ABOUT THIS EXERCISE =>
Begin with the first line of the entries below. Copy each line exactly, stopping after the one that contains "#[derive(Parser, Debug)]".

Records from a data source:
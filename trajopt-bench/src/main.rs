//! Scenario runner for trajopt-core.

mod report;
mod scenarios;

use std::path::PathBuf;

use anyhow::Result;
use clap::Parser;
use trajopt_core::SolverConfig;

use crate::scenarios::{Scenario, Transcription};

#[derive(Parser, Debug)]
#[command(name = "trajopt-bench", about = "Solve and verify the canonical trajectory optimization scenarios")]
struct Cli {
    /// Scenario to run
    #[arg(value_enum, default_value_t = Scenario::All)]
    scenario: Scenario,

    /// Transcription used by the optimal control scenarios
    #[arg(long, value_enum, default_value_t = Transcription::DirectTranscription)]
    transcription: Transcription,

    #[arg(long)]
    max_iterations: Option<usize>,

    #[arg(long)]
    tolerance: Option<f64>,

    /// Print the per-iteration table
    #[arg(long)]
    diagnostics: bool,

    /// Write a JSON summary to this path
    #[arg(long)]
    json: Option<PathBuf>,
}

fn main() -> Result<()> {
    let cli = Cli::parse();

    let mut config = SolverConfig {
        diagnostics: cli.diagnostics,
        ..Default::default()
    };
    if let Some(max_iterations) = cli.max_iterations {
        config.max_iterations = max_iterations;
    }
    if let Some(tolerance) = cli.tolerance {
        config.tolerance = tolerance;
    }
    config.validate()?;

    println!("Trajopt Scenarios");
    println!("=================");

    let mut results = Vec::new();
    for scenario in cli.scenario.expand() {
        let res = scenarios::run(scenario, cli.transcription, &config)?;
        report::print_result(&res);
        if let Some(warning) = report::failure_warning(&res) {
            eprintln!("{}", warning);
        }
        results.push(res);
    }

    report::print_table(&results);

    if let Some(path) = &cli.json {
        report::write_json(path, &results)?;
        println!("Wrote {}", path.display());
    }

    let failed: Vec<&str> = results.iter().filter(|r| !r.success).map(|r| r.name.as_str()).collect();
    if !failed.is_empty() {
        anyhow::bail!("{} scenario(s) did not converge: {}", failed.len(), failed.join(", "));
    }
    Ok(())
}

TASK RESPONSE =>
filename trajopt-bench/src/main.rs
//! Scenario runner for trajopt-core.

mod report;
mod scenarios;

use std::path::PathBuf;

use anyhow::Result;
use clap::Parser;
use trajopt_core::SolverConfig;

use crate::scenarios::{Scenario, Transcription};

#[derive(Parser, Debug)]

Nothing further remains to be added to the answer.